*** Opening RECORDS FOR PROCESSING ***

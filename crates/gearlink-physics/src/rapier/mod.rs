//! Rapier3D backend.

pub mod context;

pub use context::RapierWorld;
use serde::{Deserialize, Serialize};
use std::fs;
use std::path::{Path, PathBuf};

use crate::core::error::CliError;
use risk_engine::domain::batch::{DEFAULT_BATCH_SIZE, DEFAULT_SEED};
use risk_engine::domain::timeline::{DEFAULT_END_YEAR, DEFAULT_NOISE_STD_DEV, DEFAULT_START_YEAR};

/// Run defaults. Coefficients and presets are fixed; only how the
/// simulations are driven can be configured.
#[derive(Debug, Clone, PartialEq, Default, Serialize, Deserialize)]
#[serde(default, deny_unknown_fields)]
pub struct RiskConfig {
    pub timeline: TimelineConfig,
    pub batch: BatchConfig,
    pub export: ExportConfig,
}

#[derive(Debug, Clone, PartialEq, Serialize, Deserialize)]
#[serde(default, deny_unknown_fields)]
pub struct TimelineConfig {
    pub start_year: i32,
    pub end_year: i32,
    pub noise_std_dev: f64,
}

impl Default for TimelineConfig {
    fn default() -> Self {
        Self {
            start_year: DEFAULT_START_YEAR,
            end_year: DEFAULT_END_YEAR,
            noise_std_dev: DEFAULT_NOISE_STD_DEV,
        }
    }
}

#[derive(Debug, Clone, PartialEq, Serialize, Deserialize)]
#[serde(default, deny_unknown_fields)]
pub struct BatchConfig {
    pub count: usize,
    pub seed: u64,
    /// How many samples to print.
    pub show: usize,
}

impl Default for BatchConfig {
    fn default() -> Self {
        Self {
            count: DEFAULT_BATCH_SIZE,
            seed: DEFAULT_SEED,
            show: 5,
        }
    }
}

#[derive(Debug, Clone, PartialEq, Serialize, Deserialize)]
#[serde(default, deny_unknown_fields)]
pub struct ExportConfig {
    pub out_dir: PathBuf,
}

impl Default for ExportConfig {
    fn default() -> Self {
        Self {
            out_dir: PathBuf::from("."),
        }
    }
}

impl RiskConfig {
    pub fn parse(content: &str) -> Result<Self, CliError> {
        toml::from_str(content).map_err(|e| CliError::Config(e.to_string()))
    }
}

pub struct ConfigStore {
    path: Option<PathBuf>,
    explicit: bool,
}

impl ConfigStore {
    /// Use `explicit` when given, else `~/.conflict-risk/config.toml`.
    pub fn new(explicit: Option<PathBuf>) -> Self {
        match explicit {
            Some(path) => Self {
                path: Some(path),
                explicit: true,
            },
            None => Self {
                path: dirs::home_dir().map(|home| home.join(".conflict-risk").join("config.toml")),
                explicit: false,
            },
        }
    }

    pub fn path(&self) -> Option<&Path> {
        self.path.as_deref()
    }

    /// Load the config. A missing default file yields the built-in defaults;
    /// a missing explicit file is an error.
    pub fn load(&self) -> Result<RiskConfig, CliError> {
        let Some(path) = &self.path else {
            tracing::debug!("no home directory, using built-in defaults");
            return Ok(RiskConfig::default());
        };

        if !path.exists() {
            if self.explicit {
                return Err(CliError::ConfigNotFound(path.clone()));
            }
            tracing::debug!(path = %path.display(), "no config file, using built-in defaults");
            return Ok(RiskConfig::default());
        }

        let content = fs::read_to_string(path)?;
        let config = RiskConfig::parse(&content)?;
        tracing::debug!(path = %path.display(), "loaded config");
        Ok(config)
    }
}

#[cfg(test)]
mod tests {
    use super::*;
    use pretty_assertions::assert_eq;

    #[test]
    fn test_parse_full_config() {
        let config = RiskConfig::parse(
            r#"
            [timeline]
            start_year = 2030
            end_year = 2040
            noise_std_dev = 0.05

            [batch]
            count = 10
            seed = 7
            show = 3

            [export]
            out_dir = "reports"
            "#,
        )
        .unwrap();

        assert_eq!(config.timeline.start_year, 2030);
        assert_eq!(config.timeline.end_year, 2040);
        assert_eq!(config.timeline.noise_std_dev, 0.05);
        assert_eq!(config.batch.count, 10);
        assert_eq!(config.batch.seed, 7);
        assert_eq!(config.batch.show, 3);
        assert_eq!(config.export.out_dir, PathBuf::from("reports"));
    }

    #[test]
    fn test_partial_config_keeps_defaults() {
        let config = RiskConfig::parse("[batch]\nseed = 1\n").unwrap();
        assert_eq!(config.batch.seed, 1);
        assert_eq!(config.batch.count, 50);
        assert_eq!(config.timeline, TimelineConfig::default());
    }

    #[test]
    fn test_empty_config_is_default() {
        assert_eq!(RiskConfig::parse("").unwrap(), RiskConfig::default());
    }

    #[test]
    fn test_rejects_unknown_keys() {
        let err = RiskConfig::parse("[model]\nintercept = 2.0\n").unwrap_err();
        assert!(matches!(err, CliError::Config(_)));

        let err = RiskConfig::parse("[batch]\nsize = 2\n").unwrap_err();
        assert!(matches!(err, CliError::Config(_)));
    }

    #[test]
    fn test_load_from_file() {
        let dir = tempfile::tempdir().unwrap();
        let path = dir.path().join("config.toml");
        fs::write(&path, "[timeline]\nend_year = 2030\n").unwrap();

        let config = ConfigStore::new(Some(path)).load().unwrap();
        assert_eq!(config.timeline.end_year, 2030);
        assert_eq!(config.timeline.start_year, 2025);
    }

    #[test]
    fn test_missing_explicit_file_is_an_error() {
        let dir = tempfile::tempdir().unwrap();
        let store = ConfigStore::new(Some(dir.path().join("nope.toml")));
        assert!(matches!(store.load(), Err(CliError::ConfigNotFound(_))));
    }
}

*** Closing RECORDS FOR PROCESSING ***
*** Opening RECORDS FOR PROCESSING ***

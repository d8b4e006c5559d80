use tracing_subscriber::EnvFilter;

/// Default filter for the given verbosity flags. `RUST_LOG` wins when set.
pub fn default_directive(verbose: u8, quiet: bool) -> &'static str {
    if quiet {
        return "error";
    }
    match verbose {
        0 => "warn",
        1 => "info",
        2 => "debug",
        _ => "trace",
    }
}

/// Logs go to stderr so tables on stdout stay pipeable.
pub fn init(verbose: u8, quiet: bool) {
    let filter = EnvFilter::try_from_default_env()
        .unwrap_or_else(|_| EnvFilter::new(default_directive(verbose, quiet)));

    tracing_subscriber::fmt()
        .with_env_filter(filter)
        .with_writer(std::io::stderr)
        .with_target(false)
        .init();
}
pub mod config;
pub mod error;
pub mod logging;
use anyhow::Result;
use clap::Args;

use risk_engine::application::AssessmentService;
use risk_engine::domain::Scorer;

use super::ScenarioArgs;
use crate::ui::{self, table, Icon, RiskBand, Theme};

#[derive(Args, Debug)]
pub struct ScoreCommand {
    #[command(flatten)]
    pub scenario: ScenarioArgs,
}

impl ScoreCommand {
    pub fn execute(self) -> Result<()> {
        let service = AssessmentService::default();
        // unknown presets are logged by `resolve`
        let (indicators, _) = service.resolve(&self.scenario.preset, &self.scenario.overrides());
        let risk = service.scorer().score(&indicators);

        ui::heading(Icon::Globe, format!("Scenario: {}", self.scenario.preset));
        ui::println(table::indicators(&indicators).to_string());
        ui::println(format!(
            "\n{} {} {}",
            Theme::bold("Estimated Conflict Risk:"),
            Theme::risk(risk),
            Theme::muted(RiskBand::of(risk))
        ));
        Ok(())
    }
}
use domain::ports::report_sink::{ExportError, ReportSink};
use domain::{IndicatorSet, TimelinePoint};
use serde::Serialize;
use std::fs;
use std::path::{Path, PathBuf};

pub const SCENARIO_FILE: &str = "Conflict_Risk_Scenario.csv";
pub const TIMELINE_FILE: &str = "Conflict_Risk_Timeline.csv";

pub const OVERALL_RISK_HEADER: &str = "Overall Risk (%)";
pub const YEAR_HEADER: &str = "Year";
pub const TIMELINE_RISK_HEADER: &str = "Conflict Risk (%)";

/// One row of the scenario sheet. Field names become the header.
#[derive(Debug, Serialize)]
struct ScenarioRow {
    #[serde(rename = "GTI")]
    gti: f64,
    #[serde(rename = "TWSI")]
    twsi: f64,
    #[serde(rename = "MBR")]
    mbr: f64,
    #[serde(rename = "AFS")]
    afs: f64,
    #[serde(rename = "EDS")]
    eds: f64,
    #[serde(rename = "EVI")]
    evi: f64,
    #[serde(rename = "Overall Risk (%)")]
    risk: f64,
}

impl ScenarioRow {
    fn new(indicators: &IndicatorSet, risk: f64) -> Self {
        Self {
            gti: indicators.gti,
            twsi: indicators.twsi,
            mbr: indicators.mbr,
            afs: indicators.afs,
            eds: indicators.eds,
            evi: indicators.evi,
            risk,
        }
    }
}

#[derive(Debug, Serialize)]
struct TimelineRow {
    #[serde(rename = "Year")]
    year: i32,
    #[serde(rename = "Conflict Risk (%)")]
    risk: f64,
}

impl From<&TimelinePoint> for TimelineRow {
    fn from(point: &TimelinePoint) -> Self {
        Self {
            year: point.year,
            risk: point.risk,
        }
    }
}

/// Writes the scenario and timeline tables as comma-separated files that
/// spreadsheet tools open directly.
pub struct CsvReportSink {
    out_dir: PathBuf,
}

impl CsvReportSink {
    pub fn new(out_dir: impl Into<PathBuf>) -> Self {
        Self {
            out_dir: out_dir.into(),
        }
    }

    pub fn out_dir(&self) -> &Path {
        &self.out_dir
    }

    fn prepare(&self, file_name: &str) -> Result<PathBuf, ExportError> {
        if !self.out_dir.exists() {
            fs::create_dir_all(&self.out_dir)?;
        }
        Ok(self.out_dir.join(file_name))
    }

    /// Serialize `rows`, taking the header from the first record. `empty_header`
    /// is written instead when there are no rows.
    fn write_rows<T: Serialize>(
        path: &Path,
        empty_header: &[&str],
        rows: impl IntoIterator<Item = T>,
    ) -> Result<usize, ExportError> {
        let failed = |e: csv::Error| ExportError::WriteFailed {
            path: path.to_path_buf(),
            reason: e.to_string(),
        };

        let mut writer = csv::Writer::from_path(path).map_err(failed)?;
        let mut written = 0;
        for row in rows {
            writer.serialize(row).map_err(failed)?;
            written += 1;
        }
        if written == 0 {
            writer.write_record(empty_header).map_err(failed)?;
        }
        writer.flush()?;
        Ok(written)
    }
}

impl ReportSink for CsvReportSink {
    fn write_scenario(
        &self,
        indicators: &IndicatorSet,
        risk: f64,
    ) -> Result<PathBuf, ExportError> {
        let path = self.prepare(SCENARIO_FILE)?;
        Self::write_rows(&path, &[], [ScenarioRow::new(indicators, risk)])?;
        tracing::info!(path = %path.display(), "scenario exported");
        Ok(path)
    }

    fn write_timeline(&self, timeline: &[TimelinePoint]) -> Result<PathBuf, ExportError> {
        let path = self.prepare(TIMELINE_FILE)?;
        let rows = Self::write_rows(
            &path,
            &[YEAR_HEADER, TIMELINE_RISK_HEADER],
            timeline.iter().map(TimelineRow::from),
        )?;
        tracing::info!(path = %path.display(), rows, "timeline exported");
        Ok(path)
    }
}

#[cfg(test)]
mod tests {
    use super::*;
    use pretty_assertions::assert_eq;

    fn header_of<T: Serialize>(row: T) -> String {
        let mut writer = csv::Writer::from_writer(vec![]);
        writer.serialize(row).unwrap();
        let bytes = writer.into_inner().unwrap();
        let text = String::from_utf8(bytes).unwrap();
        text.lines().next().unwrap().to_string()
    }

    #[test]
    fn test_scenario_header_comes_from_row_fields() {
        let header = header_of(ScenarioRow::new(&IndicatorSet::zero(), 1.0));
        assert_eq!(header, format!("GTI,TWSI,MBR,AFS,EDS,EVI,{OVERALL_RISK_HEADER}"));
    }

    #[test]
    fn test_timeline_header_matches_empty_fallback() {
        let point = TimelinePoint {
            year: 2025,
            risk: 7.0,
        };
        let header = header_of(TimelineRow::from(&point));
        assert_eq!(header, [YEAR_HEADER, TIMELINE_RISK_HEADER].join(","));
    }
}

*** Closing RECORDS FOR PROCESSING ***

Reproduce, exactly as they stand in the data above, the lines from the one that holds "filename crates/gearlink-physics/src/rapier/mod.rs" to the one that holds "can be configured.", inclusive.

filename crates/gearlink-physics/src/rapier/mod.rs
//! Rapier3D backend.

pub mod context;

pub use context::RapierWorld;
use serde::{Deserialize, Serialize};
use std::fs;
use std::path::{Path, PathBuf};

use crate::core::error::CliError;
use risk_engine::domain::batch::{DEFAULT_BATCH_SIZE, DEFAULT_SEED};
use risk_engine::domain::timeline::{DEFAULT_END_YEAR, DEFAULT_NOISE_STD_DEV, DEFAULT_START_YEAR};

/// Run defaults. Coefficients and presets are fixed; only how the
/// simulations are driven can be configured.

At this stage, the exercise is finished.